Scenario / Questions

I’m trying to employ the following Ansible script (part of a playbook) to run unicorn via systemd for a rails app on EC2 (micro) instance:

---

- name: restart unicorn
  command: psql -h {{ db_host }} -U {{ db_user }} -d {{ db }} -c "SELECT true FROM pg_tables WHERE tablename = 'order_cycles';"
  register: table_exists
  ignore_errors: yes
  sudo: yes
  sudo_user: "{{ unicorn_user }}"
  notify: restart unicorn step 2

#TODO make sure both of these things run as one handler.
- name: restart unicorn step 2
  service:
    name: unicorn_{{ app }}
    state: restarted
  when: table_exists.stderr.find('does not exist') == -1
  # If unicorn isn't actually started yet we probably need this:
  notify: start unicorn

- name: start unicorn
  service:
    name: unicorn_{{ app }}
    state: started

The user configured in the playbook is ubuntu, the default (EC2) user and I’m hitting an Interactive authentication required error there, so I’m just trying to troubleshoot directly in the command line of the deploy-to server and have come upon this roadblock.

I can run it as sudo:

$ sudo systemctl start unicorn_myapp.service

Either directly via the server’s command line, or by using Ansible’s raw method, which succeeds.
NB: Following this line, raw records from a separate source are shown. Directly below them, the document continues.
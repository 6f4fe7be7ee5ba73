// Copyright (c) 2023 BASALT LABS <info@basalt.systems>

use std::sync::Arc;

use basalt_dispatch_exports::test_exports::MockExecutor;
use basalt_dispatch_exports::{ExecutionMessage, MessageType};
use basalt_models::{Address, BlockHeader, Hash, Timestamp};
use parking_lot::Mutex;

use crate::dmc::{ForwardSink, TxFinishedHook};
use crate::shard::{ShardDispatcher, SwitchHook};
use crate::ShardRegistry;

pub const SHARD_A: &str = "0xshard-a";
pub const SHARD_B: &str = "0xshard-b";

pub fn test_header() -> BlockHeader {
    BlockHeader {
        number: 10,
        hash: Hash::from_bytes([10; 32]),
        timestamp: Timestamp::now(),
    }
}

/// A plain call message targeting `to`.
pub fn message(context_id: u64, to: &str) -> ExecutionMessage {
    ExecutionMessage {
        context_id,
        seq: 0,
        from: Address::new("0xorigin"),
        to: Address::new(to),
        message_type: MessageType::Message,
        static_call: false,
        internal_call: false,
        key_lock: None,
        data: Vec::new(),
    }
}

pub fn typed_message(context_id: u64, to: &str, message_type: MessageType) -> ExecutionMessage {
    ExecutionMessage {
        message_type,
        ..message(context_id, to)
    }
}

pub fn static_call_message(context_id: u64, to: &str) -> ExecutionMessage {
    ExecutionMessage {
        static_call: true,
        ..message(context_id, to)
    }
}

pub struct DispatcherHarness {
    pub executor: Arc<MockExecutor>,
    pub dispatcher: ShardDispatcher,
    pub finished: Arc<Mutex<Vec<ExecutionMessage>>>,
    pub forwarded: Arc<Mutex<Vec<ExecutionMessage>>>,
    pub switch_count: Arc<Mutex<u32>>,
}

/// A dispatcher for `SHARD_A` wired to recording sinks.
pub fn dispatcher_harness() -> DispatcherHarness {
    let executor = MockExecutor::new();
    let finished: Arc<Mutex<Vec<ExecutionMessage>>> = Arc::new(Mutex::new(Vec::new()));
    let forwarded: Arc<Mutex<Vec<ExecutionMessage>>> = Arc::new(Mutex::new(Vec::new()));
    let switch_count: Arc<Mutex<u32>> = Arc::new(Mutex::new(0));

    let on_tx_finished: TxFinishedHook = {
        let finished = finished.clone();
        Arc::new(move |msg| finished.lock().push(msg))
    };
    let forward: ForwardSink = {
        let forwarded = forwarded.clone();
        Arc::new(move |msg| forwarded.lock().push(msg))
    };
    let on_switch: SwitchHook = {
        let switch_count = switch_count.clone();
        Arc::new(move || *switch_count.lock() += 1)
    };

    let dispatcher = ShardDispatcher::new(
        Address::new(SHARD_A),
        test_header(),
        1,
        executor.clone(),
        on_tx_finished,
        forward,
        on_switch,
    );
    DispatcherHarness {
        executor,
        dispatcher,
        finished,
        forwarded,
        switch_count,
    }
}

pub struct RegistryHarness {
    pub executor: Arc<MockExecutor>,
    pub registry: ShardRegistry,
    pub finished: Arc<Mutex<Vec<ExecutionMessage>>>,
    pub switch_count: Arc<Mutex<u32>>,
}

/// A registry wired to recording sinks.
pub fn registry_harness() -> RegistryHarness {
    let executor = MockExecutor::new();
    let finished: Arc<Mutex<Vec<ExecutionMessage>>> = Arc::new(Mutex::new(Vec::new()));
    let switch_count: Arc<Mutex<u32>> = Arc::new(Mutex::new(0));

    let on_tx_finished: TxFinishedHook = {
        let finished = finished.clone();
        Arc::new(move |msg| finished.lock().push(msg))
    };
    let on_switch: SwitchHook = {
        let switch_count = switch_count.clone();
        Arc::new(move || *switch_count.lock() += 1)
    };

    let registry = ShardRegistry::new(test_header(), 1, executor.clone(), on_tx_finished, on_switch);
    RegistryHarness {
        executor,
        registry,
        finished,
        switch_count,
    }
}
But then the rails server, being run by user ubuntu can’t access it (at least that’s an avenue I’m exploring for cause of .sock failed (111: Connection refused error).

If I run it without sudo, a password is requested, but as far as I can tell, EC2 ubuntu user runs without a password.

I know that a workaround might be to create a new user with password and run rails and systemctl/unicorn as that user, but I don’t think that’s the actual answer to this problem, even more so since the playbook’s developer recently removed the user_password from the playbook altogether for security reasons.

If I can figure out how to run systemd as a non-root user at all, maybe I can figure out how to make Ansible succeed at it.

Of course it’s also not unlikely that I’m approaching it from the wrong angle in the first place, as I’m fairly new to pretty much everything this scenario involves.

Find below all possible solutions or suggestions for the above questions..

Suggestion: 1

If you have global sudo, add become: no to the two tasks that do not require sudo privs.